# Task brief:
Examine each line in the records below for the word "side". Report how many lines contain it, and nothing else.

Stored data entries
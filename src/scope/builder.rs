//! Programmatic filter construction.
//!
//! Scope functions build predicates from user attributes; going through the
//! textual language would mean quoting and escaping values by hand. The
//! builder produces AST nodes directly, so values never round-trip through
//! the lexer.
//!
//! ```
//! use concave::scope::builder::{eq, gt};
//!
//! let expr = eq("tenant", "t-42").and(gt("age", 17));
//! let filter = expr.compile().unwrap();
//! assert!(filter.matches(serde_json::json!({"tenant": "t-42", "age": 30}).as_object().unwrap()));
//! ```

use crate::filter::{
    Comparison, CompiledFilter, FilterError, FilterNode, FilterValue, Op,
};

use super::CompiledScope;

/// An expression under construction. Combine with [`Expr::and`] / [`Expr::or`],
/// then [`Expr::compile`] or [`Expr::into_scope`].
#[derive(Debug, Clone, PartialEq)]
pub struct Expr(FilterNode);

impl Expr {
    pub fn and(self, other: Expr) -> Expr {
        Expr(self.0.and(other.0))
    }

    pub fn or(self, other: Expr) -> Expr {
        match (self.0, other.0) {
            (FilterNode::Or(mut a), FilterNode::Or(b)) => {
                a.extend(b);
                Expr(FilterNode::Or(a))
            }
            (FilterNode::Or(mut a), b) => {
                a.push(b);
                Expr(FilterNode::Or(a))
            }
            (a, b) => Expr(FilterNode::Or(vec![a, b])),
        }
    }

    pub fn compile(self) -> Result<CompiledFilter, FilterError> {
        CompiledFilter::from_node(self.0)
    }

    pub fn into_scope(self) -> Result<CompiledScope, FilterError> {
        Ok(CompiledScope::from_filter(self.compile()?))
    }

    pub fn into_node(self) -> FilterNode {
        self.0
    }
}

/// Values accepted on the right-hand side of builder comparisons.
pub trait IntoFilterValue {
    fn into_filter_value(self) -> FilterValue;
}

impl IntoFilterValue for &str {
    fn into_filter_value(self) -> FilterValue {
        FilterValue::Str(self.to_owned())
    }
}

impl IntoFilterValue for String {
    fn into_filter_value(self) -> FilterValue {
        FilterValue::Str(self)
    }
}

impl IntoFilterValue for f64 {
    fn into_filter_value(self) -> FilterValue {
        FilterValue::Number(self)
    }
}

impl IntoFilterValue for i64 {
    fn into_filter_value(self) -> FilterValue {
        FilterValue::Number(self as f64)
    }
}

impl IntoFilterValue for i32 {
    fn into_filter_value(self) -> FilterValue {
        FilterValue::Number(self as f64)
    }
}

impl IntoFilterValue for bool {
    fn into_filter_value(self) -> FilterValue {
        FilterValue::Bool(self)
    }
}

impl IntoFilterValue for FilterValue {
    fn into_filter_value(self) -> FilterValue {
        self
    }
}

fn leaf(field: &str, op: Op, value: FilterValue) -> Expr {
    Expr(FilterNode::Leaf(Comparison::new(field, op, value)))
}

pub fn eq(field: &str, value: impl IntoFilterValue) -> Expr {
    leaf(field, Op::Eq, value.into_filter_value())
}

pub fn ne(field: &str, value: impl IntoFilterValue) -> Expr {
    leaf(field, Op::Ne, value.into_filter_value())
}

pub fn gt(field: &str, value: impl IntoFilterValue) -> Expr {
    leaf(field, Op::Gt, value.into_filter_value())
}

pub fn ge(field: &str, value: impl IntoFilterValue) -> Expr {
    leaf(field, Op::Ge, value.into_filter_value())
}

pub fn lt(field: &str, value: impl IntoFilterValue) -> Expr {
    leaf(field, Op::Lt, value.into_filter_value())
}

pub fn le(field: &str, value: impl IntoFilterValue) -> Expr {
    leaf(field, Op::Le, value.into_filter_value())
}

pub fn like(field: &str, pattern: &str) -> Expr {
    leaf(field, Op::Like, FilterValue::Str(pattern.to_owned()))
}

pub fn ilike(field: &str, pattern: &str) -> Expr {
    leaf(field, Op::ILike, FilterValue::Str(pattern.to_owned()))
}

pub fn contains(field: &str, needle: &str) -> Expr {
    leaf(field, Op::Contains, FilterValue::Str(needle.to_owned()))
}

pub fn is_in<V: IntoFilterValue>(field: &str, values: impl IntoIterator<Item = V>) -> Expr {
    let members = values.into_iter().map(IntoFilterValue::into_filter_value).collect();
    leaf(field, Op::In, FilterValue::Tuple(members))
}

pub fn not_in<V: IntoFilterValue>(field: &str, values: impl IntoIterator<Item = V>) -> Expr {
    let members = values.into_iter().map(IntoFilterValue::into_filter_value).collect();
    leaf(field, Op::Out, FilterValue::Tuple(members))
}

pub fn between(field: &str, lo: impl IntoFilterValue, hi: impl IntoFilterValue) -> Expr {
    leaf(
        field,
        Op::Between,
        FilterValue::Range(
            Box::new(lo.into_filter_value()),
            Box::new(hi.into_filter_value()),
        ),
    )
}

pub fn is_empty(field: &str, want: bool) -> Expr {
    leaf(field, Op::IsEmpty, FilterValue::Bool(want))
}
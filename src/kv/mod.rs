//! # KV adapter
//!
//! The narrow key-value contract consumed by the session store, the
//! idempotency store and the task scheduler. The core never holds KV state
//! across requests beyond these calls, so clustering reduces to pointing
//! every instance at the same KV.

mod memory;

pub use memory::MemoryKv;

use async_trait::async_trait;
use std::collections::{HashMap, HashSet};
use std::time::Duration;
use thiserror::Error;

#[derive(Error, Debug, Clone, PartialEq)]
pub enum KvError {
    #[error("Wrong value kind for key `{0}`")]
    WrongKind(String),
    #[error("KV backend unavailable: {0}")]
    Unavailable(String),
}

impl From<KvError> for crate::error::ApiError {
    fn from(value: KvError) -> Self {
        // Shared-state outages fail closed.
        crate::error::ApiError::Unavailable(value.to_string())
    }
}

#[async_trait]
pub trait KVAdapter: Send + Sync {
    async fn get(&self, key: &str) -> Result<Option<String>, KvError>;

    async fn set(&self, key: &str, value: &str, ttl: Option<Duration>) -> Result<(), KvError>;

    /// Sets only if the key is absent. Returns whether the write happened.
    /// This is the single-writer lock primitive.
    async fn set_nx(&self, key: &str, value: &str, ttl: Option<Duration>)
        -> Result<bool, KvError>;

    async fn del(&self, key: &str) -> Result<bool, KvError>;

    async fn expire(&self, key: &str, ttl: Duration) -> Result<bool, KvError>;

    async fn exists(&self, key: &str) -> Result<bool, KvError>;

    async fn hget(&self, key: &str, field: &str) -> Result<Option<String>, KvError>;

    async fn hset(&self, key: &str, field: &str, value: &str) -> Result<(), KvError>;

    async fn hmset(&self, key: &str, entries: &[(String, String)]) -> Result<(), KvError>;

    async fn hgetall(&self, key: &str) -> Result<HashMap<String, String>, KvError>;

    async fn hdel(&self, key: &str, field: &str) -> Result<bool, KvError>;

    async fn sadd(&self, key: &str, member: &str) -> Result<bool, KvError>;

    async fn srem(&self, key: &str, member: &str) -> Result<bool, KvError>;

    async fn smembers(&self, key: &str) -> Result<HashSet<String>, KvError>;

    /// Key scan with a trailing-`*` glob (`session:*`), or an exact match.
    async fn keys(&self, pattern: &str) -> Result<Vec<String>, KvError>;
}
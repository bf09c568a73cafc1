//! Per-resource configuration.
//!
//! A [`ResourceDescriptor`] is everything the pipeline needs to synthesise
//! the REST surface for one table: capability flags, pagination and batch
//! limits, the ETag policy, scope config, lifecycle hooks, relations and
//! extension operators. Built through [`DescriptorBuilder`], which enforces
//! the configuration invariants up front.

use futures::future::BoxFuture;
use serde_json::Value;
use std::collections::HashMap;
use std::sync::Arc;
use std::time::Duration;

use crate::filter::OperatorRegistry;
use crate::models::RequestContext;
use crate::scope::ScopeConfig;
use crate::storage::TableHandle;

/// Hard ceiling on `max_limit` per the pagination invariant.
pub const LIMIT_CEILING: usize = 1000;

pub const DEFAULT_MUTATION_TIMEOUT: Duration = Duration::from_secs(30);

/// Before-hooks may rewrite the incoming payload; they run in registration
/// order, each receiving its predecessor's output.
pub type BeforeHook = Arc<
    dyn Fn(RequestContext, Value) -> BoxFuture<'static, Result<Value, crate::error::ApiError>>
        + Send
        + Sync,
>;

/// After-hooks observe the stored row (or the batch outcome); they cannot
/// mutate it.
pub type AfterHook = Arc<
    dyn Fn(RequestContext, Value) -> BoxFuture<'static, Result<(), crate::error::ApiError>>
        + Send
        + Sync,
>;

#[derive(Clone, Default)]
pub struct Hooks {
    pub before_create: Vec<BeforeHook>,
    pub after_create: Vec<AfterHook>,
    pub before_update: Vec<BeforeHook>,
    pub after_update: Vec<AfterHook>,
    pub before_delete: Vec<BeforeHook>,
    pub after_delete: Vec<AfterHook>,
}

#[derive(Debug, Clone, Copy, PartialEq, Eq)]
pub enum RelationKind {
    BelongsTo,
    HasOne,
    HasMany,
    ManyToMany,
}

/// Join-table leg of a many-to-many relation.
#[derive(Debug, Clone, PartialEq)]
pub struct ThroughDef {
    pub table: TableHandle,
    /// Column on the join table referencing the parent.
    pub source_key: String,
    /// Column on the join table referencing the target.
    pub target_key: String,
}

#[derive(Debug, Clone, PartialEq)]
pub struct RelationDef {
    pub kind: RelationKind,
    pub target: TableHandle,
    /// belongsTo: column on the parent; hasOne/hasMany: column on the
    /// target. Unused for manyToMany.
    pub foreign_key: String,
    /// The column the foreign key points at (parent side for has*,
    /// target side for belongsTo).
    pub references: String,
    pub through: Option<ThroughDef>,
    /// Relations reachable from the target, for nested includes
    /// (`author.posts.comments`).
    pub relations: std::collections::HashMap<String, RelationDef>,
}

impl RelationDef {
    pub fn belongs_to(target: TableHandle, foreign_key: &str, references: &str) -> Self {
        Self {
            kind: RelationKind::BelongsTo,
            target,
            foreign_key: foreign_key.to_owned(),
            references: references.to_owned(),
            through: None,
            relations: std::collections::HashMap::new(),
        }
    }

    pub fn has_one(target: TableHandle, foreign_key: &str, references: &str) -> Self {
        Self { kind: RelationKind::HasOne, ..Self::belongs_to(target, foreign_key, references) }
    }

    pub fn has_many(target: TableHandle, foreign_key: &str, references: &str) -> Self {
        Self { kind: RelationKind::HasMany, ..Self::belongs_to(target, foreign_key, references) }
    }

    /// `parent_key` is the parent column the join table's `source_key`
    /// refers to (usually the primary key); `references` its target-side
    /// counterpart.
    pub fn many_to_many(
        target: TableHandle,
        parent_key: &str,
        references: &str,
        through: ThroughDef,
    ) -> Self {
        Self {
            kind: RelationKind::ManyToMany,
            target,
            foreign_key: parent_key.to_owned(),
            references: references.to_owned(),
            through: Some(through),
            relations: std::collections::HashMap::new(),
        }
    }

    pub fn with_relation(mut self, name: &str, def: RelationDef) -> Self {
        self.relations.insert(name.to_owned(), def);
        self
    }
}

#[derive(Clone)]
pub struct ResourceDescriptor {
    pub table: TableHandle,
    pub enable_create: bool,
    pub enable_update: bool,
    pub enable_replace: bool,
    pub enable_delete: bool,
    pub enable_subscriptions: bool,
    pub enable_aggregations: bool,
    pub enable_search: bool,
    pub default_limit: usize,
    pub max_limit: usize,
    pub max_create: usize,
    pub max_update: usize,
    pub max_delete: usize,
    /// Monotonic integer column for strong-ish ETags (`W/"<id>:<version>"`).
    pub version_field: Option<String>,
    /// Column holding a precomputed digest; takes precedence over
    /// `version_field` and hash ETags.
    pub etag_field: Option<String>,
    pub scope: ScopeConfig,
    pub hooks: Hooks,
    pub relations: HashMap<String, RelationDef>,
    pub operators: OperatorRegistry,
    pub max_include_depth: usize,
    pub mutation_timeout: Duration,
    pub heartbeat: Duration,
}

impl ResourceDescriptor {
    pub fn builder(table: TableHandle) -> DescriptorBuilder {
        DescriptorBuilder::new(table)
    }

    /// The changelog resource identifier.
    pub fn resource_name(&self) -> &str {
        self.table.name()
    }
}

impl std::fmt::Debug for ResourceDescriptor {
    fn fmt(&self, f: &mut std::fmt::Formatter<'_>) -> std::fmt::Result {
        f.debug_struct("ResourceDescriptor")
            .field("table", &self.table.name())
            .field("default_limit", &self.default_limit)
            .field("max_limit", &self.max_limit)
            .field("relations", &self.relations.keys().collect::<Vec<_>>())
            .finish()
    }
}

pub struct DescriptorBuilder {
    descriptor: ResourceDescriptor,
}

impl DescriptorBuilder {
    fn new(table: TableHandle) -> Self {
        Self {
            descriptor: ResourceDescriptor {
                table,
                enable_create: true,
                enable_update: true,
                enable_replace: true,
                enable_delete: true,
                enable_subscriptions: true,
                enable_aggregations: true,
                enable_search: false,
                default_limit: 50,
                max_limit: 500,
                max_create: 100,
                max_update: 100,
                max_delete: 100,
                version_field: None,
                etag_field: None,
                scope: ScopeConfig::public(),
                hooks: Hooks::default(),
                relations: HashMap::new(),
                operators: OperatorRegistry::new(),
                max_include_depth: 3,
                mutation_timeout: DEFAULT_MUTATION_TIMEOUT,
                heartbeat: crate::subscription::DEFAULT_HEARTBEAT,
            },
        }
    }

    pub fn enable_create(mut self, val: bool) -> Self {
        self.descriptor.enable_create = val;
        self
    }

    pub fn enable_update(mut self, val: bool) -> Self {
        self.descriptor.enable_update = val;
        self
    }

    pub fn enable_replace(mut self, val: bool) -> Self {
        self.descriptor.enable_replace = val;
        self
    }

    pub fn enable_delete(mut self, val: bool) -> Self {
        self.descriptor.enable_delete = val;
        self
    }

    pub fn enable_subscriptions(mut self, val: bool) -> Self {
        self.descriptor.enable_subscriptions = val;
        self
    }

    pub fn enable_aggregations(mut self, val: bool) -> Self {
        self.descriptor.enable_aggregations = val;
        self
    }

    pub fn enable_search(mut self, val: bool) -> Self {
        self.descriptor.enable_search = val;
        self
    }

    pub fn limits(mut self, default_limit: usize, max_limit: usize) -> Self {
        self.descriptor.default_limit = default_limit;
        self.descriptor.max_limit = max_limit;
        self
    }

    pub fn batch_limits(mut self, create: usize, update: usize, delete: usize) -> Self {
        self.descriptor.max_create = create;
        self.descriptor.max_update = update;
        self.descriptor.max_delete = delete;
        self
    }

    pub fn version_field(mut self, field: &str) -> Self {
        self.descriptor.version_field = Some(field.to_owned());
        self
    }

    pub fn etag_field(mut self, field: &str) -> Self {
        self.descriptor.etag_field = Some(field.to_owned());
        self
    }

    pub fn scope(mut self, scope: ScopeConfig) -> Self {
        self.descriptor.scope = scope;
        self
    }

    pub fn on_before_create(mut self, hook: BeforeHook) -> Self {
        self.descriptor.hooks.before_create.push(hook);
        self
    }

    pub fn on_after_create(mut self, hook: AfterHook) -> Self {
        self.descriptor.hooks.after_create.push(hook);
        self
    }

    pub fn on_before_update(mut self, hook: BeforeHook) -> Self {
        self.descriptor.hooks.before_update.push(hook);
        self
    }

    pub fn on_after_update(mut self, hook: AfterHook) -> Self {
        self.descriptor.hooks.after_update.push(hook);
        self
    }

    pub fn on_before_delete(mut self, hook: BeforeHook) -> Self {
        self.descriptor.hooks.before_delete.push(hook);
        self
    }

    pub fn on_after_delete(mut self, hook: AfterHook) -> Self {
        self.descriptor.hooks.after_delete.push(hook);
        self
    }

    pub fn relation(mut self, name: &str, def: RelationDef) -> Self {
        self.descriptor.relations.insert(name.to_owned(), def);
        self
    }

    pub fn operator(
        mut self,
        name: &str,
        op: Arc<dyn crate::filter::CustomOperator>,
    ) -> Self {
        self.descriptor.operators.register(name, op);
        self
    }

    pub fn mutation_timeout(mut self, timeout: Duration) -> Self {
        self.descriptor.mutation_timeout = timeout;
        self
    }

    pub fn heartbeat(mut self, interval: Duration) -> Self {
        self.descriptor.heartbeat = interval;
        self
    }

    /// Validates the configuration invariants and produces the descriptor.
    pub fn build(self) -> Result<ResourceDescriptor, String> {
        let d = &self.descriptor;
        if !d.table.has_column(d.table.primary_key()) {
            return Err(format!(
                "primary key `{}` is not a declared column of `{}`",
                d.table.primary_key(),
                d.table.name()
            ));
        }
        if d.default_limit < 1 || d.default_limit > d.max_limit || d.max_limit > LIMIT_CEILING {
            return Err(format!(
                "pagination limits must satisfy 1 <= default ({}) <= max ({}) <= {LIMIT_CEILING}",
                d.default_limit, d.max_limit
            ));
        }
        if d.max_create < 1 || d.max_update < 1 || d.max_delete < 1 {
            return Err("batch limits must be >= 1".to_owned());
        }
        for field in [&d.version_field, &d.etag_field].into_iter().flatten() {
            if !d.table.has_column(field) {
                return Err(format!(
                    "`{field}` is not a declared column of `{}`",
                    d.table.name()
                ));
            }
        }
        for (name, relation) in &d.relations {
            if relation.kind == RelationKind::ManyToMany && relation.through.is_none() {
                return Err(format!("manyToMany relation `{name}` needs a through table"));
            }
        }
        Ok(self.descriptor)
    }
}

#[cfg(test)]
mod tests {
    use super::*;
    use crate::storage::ColumnType;

    fn users() -> TableHandle {
        TableHandle::new("users", "id")
            .column("id", ColumnType::Text)
            .column("name", ColumnType::Text)
    }

    #[test]
    fn builder_validates_pagination_invariant() {
        assert!(ResourceDescriptor::builder(users()).limits(10, 100).build().is_ok());
        assert!(ResourceDescriptor::builder(users()).limits(0, 100).build().is_err());
        assert!(ResourceDescriptor::builder(users()).limits(200, 100).build().is_err());
        assert!(ResourceDescriptor::builder(users()).limits(10, 1001).build().is_err());
    }

    #[test]
    fn builder_validates_declared_columns() {
        assert!(ResourceDescriptor::builder(users()).version_field("rev").build().is_err());
        let err = ResourceDescriptor::builder(TableHandle::new("users", "id"))
            .build()
            .unwrap_err();
        assert!(err.contains("primary key"));
    }

    #[test]
    fn batch_limits_must_be_positive() {
        assert!(ResourceDescriptor::builder(users()).batch_limits(0, 1, 1).build().is_err());
    }
}
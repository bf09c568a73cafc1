//! Core value and context types shared across the pipeline.

use serde::{Deserialize, Serialize};
use serde_json::Value;
use std::collections::HashSet;
use strum_macros::{Display, EnumString};
use tokio_util::sync::CancellationToken;

use crate::session::Session;

/// A materialised row. Keys are column names, values arbitrary JSON.
pub type Record = serde_json::Map<String, Value>;

/// The operations a caller can perform against a resource. Scope functions
/// are resolved per operation.
#[derive(
    Debug, Clone, Copy, PartialEq, Eq, Hash, Serialize, Deserialize, EnumString, Display,
)]
#[serde(rename_all = "lowercase")]
#[strum(serialize_all = "lowercase")]
pub enum Operation {
    Read,
    Create,
    Update,
    Delete,
    Subscribe,
}

/// The authenticated caller, as produced by an [`crate::auth::AuthAdapter`].
/// The core never inspects credentials; it only consumes this.
#[derive(Debug, Clone, PartialEq, Serialize, Deserialize, Default)]
pub struct UserContext {
    pub id: String,
    #[serde(default)]
    pub roles: HashSet<String>,
    /// Free-form claims forwarded from the adapter (tenant id, email, ...).
    #[serde(default)]
    pub claims: Record,
}

impl UserContext {
    pub fn new(id: &str) -> Self {
        Self { id: id.to_owned(), roles: HashSet::new(), claims: Record::new() }
    }

    pub fn with_role(mut self, role: &str) -> Self {
        self.roles.insert(role.to_owned());
        self
    }

    pub fn has_role(&self, role: &str) -> bool {
        self.roles.contains(role)
    }
}

/// Per-request state threaded explicitly through the pipeline. Never stored
/// in a request-global.
#[derive(Debug, Clone, Default)]
pub struct RequestContext {
    pub user: Option<UserContext>,
    pub session: Option<Session>,
    pub cancellation: CancellationToken,
}

impl RequestContext {
    pub fn anonymous() -> Self {
        Self::default()
    }

    pub fn for_user(user: UserContext) -> Self {
        Self { user: Some(user), session: None, cancellation: CancellationToken::new() }
    }

    pub fn user_id(&self) -> Option<&str> {
        self.user.as_ref().map(|u| u.id.as_str())
    }

    /// Idempotency scope component: the user id, or the anonymous marker.
    pub fn scope_principal(&self) -> &str {
        self.user_id().unwrap_or("anonymous")
    }
}

/// Serialise a primary-key value to the stable string form used in URL
/// paths, cursors and idempotency scopes.
pub fn id_to_string(value: &Value) -> String {
    match value {
        Value::String(s) => s.clone(),
        other => other.to_string(),
    }
}

/// Compare two id values loosely: the path segment always arrives as a
/// string, while the stored key may be numeric.
pub fn id_matches(stored: &Value, requested: &str) -> bool {
    id_to_string(stored) == requested
}

/// Canonical JSON rendering: object keys sorted recursively, no
/// whitespace. Hash inputs (ETags, idempotency fingerprints) go through
/// this so key order never changes a digest.
pub fn canonical_json(value: &Value) -> String {
    fn canonicalize(value: &Value) -> Value {
        match value {
            Value::Object(map) => {
                let sorted: std::collections::BTreeMap<_, _> =
                    map.iter().map(|(k, v)| (k.clone(), canonicalize(v))).collect();
                Value::Object(sorted.into_iter().collect())
            }
            Value::Array(items) => Value::Array(items.iter().map(canonicalize).collect()),
            other => other.clone(),
        }
    }
    canonicalize(value).to_string()
}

# Solution below:
4